■ Problem description ■
Compute how many lines in the entries below include the string "Result". Only the number is wanted.

■ Entries provided ■
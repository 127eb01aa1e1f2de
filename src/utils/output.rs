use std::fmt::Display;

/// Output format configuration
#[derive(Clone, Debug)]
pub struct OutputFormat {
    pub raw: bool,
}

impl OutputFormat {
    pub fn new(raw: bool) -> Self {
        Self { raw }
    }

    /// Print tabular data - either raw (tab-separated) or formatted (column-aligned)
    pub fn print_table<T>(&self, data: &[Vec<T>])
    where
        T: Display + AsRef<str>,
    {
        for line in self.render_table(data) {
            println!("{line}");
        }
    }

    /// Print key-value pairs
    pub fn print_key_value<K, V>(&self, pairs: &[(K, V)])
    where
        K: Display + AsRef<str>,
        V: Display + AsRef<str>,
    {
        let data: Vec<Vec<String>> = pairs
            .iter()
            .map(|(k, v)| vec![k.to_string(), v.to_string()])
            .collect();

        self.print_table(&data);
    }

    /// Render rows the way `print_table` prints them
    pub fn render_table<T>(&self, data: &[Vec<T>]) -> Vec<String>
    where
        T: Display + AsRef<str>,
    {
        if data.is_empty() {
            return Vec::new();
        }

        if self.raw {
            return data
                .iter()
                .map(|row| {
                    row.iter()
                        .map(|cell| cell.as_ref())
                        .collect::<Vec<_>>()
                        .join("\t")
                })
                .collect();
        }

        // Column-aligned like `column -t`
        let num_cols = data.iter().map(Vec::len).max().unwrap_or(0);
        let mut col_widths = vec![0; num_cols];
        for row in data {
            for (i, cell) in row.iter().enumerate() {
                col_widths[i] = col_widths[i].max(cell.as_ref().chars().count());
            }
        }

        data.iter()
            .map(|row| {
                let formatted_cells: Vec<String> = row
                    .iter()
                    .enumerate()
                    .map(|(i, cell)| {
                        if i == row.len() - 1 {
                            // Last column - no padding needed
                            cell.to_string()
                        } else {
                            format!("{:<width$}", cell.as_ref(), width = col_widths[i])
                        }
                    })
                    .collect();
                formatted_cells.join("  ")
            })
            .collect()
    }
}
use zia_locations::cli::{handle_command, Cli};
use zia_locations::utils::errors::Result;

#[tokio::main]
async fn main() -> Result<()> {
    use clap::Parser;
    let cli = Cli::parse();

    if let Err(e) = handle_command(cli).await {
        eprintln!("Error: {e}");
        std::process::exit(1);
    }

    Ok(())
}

■ Written response ■
2